## Exercise
Take the line containing "type IntoIter = std::slice::Iter<'a, Injection>;" and every line after it to the end of the data, and write them out exactly as they appear.

## Input material
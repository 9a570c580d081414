use std::collections::HashMap;
use std::fmt;

use serde::Serialize;

use super::{Injection, SampleCategory};

/// Entity whose peak ratio could not be computed
#[derive(Debug, Clone, PartialEq, Eq)]
pub struct PeakRatioIssue {
    /// Sample name of the offending injection
    pub sample: String,
    /// Category of the offending injection
    pub category: SampleCategory,
}

impl fmt::Display for PeakRatioIssue {
    fn fmt(&self, f: &mut fmt::Formatter<'_>) -> fmt::Result {
        write!(
            f,
            "sample '{}' has no internal standard area; peak ratio is undefined",
            self.sample
        )
    }
}

/// Insertion-ordered collection of injections keyed by sample name
#[derive(Debug, Clone, Default, PartialEq, Serialize)]
#[serde(transparent)]
pub struct InjectionSet {
    entries: Vec<Injection>,
    #[serde(skip)]
    index: HashMap<String, usize>,
}

impl InjectionSet {
    pub fn new() -> Self {
        Self::default()
    }

    pub fn len(&self) -> usize {
        self.entries.len()
    }

    pub fn is_empty(&self) -> bool {
        self.entries.is_empty()
    }

    pub fn contains(&self, name: &str) -> bool {
        self.index.contains_key(name)
    }

    pub fn get(&self, name: &str) -> Option<&Injection> {
        self.index.get(name).map(|&i| &self.entries[i])
    }

    pub fn get_mut(&mut self, name: &str) -> Option<&mut Injection> {
        match self.index.get(name) {
            Some(&i) => Some(&mut self.entries[i]),
            None => None,
        }
    }

    /// Insert a new injection.
    ///
    /// Returns `false` and leaves the set untouched if an injection with the
    /// same name already exists.
    pub fn insert(&mut self, injection: Injection) -> bool {
        if self.index.contains_key(&injection.name) {
            return false;
        }
        self.index.insert(injection.name.clone(), self.entries.len());
        self.entries.push(injection);
        true
    }

    /// All injections in first-appearance order
    pub fn iter(&self) -> impl Iterator<Item = &Injection> {
        self.entries.iter()
    }

    pub fn iter_mut(&mut self) -> impl Iterator<Item = &mut Injection> {
        self.entries.iter_mut()
    }

    pub fn standards(&self) -> impl Iterator<Item = &Injection> {
        self.entries.iter().filter(|inj| inj.is_standard())
    }

    pub fn unknowns(&self) -> impl Iterator<Item = &Injection> {
        self.entries.iter().filter(|inj| inj.is_unknown())
    }

    pub fn unknowns_mut(&mut self) -> impl Iterator<Item = &mut Injection> {
        self.entries.iter_mut().filter(|inj| inj.is_unknown())
    }

    pub fn standard_count(&self) -> usize {
        self.standards().count()
    }

    pub fn unknown_count(&self) -> usize {
        self.unknowns().count()
    }

    /// Fill `peak_ratio` for every injection.
    ///
    /// Injections without an internal standard area keep `peak_ratio = None`
    /// and are reported back to the caller.
    pub fn compute_peak_ratios(&mut self) -> Vec<PeakRatioIssue> {
        let mut issues = Vec::new();
        for injection in &mut self.entries {
            injection.peak_ratio = injection.ratio_of_areas();
            if injection.peak_ratio.is_none() {
                issues.push(PeakRatioIssue {
                    sample: injection.name.clone(),
                    category: injection.category,
                });
            }
        }
        issues
    }
}

impl<'a> IntoIterator for &'a InjectionSet {
    type Item = &'a Injection;
    type IntoIter = std::slice::Iter<'a, Injection>;

    fn into_iter(self) -> Self::IntoIter {
        self.entries.iter()
    }
}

## Exercise result
    type IntoIter = std::slice::Iter<'a, Injection>;

    fn into_iter(self) -> Self::IntoIter {
        self.entries.iter()
    }
}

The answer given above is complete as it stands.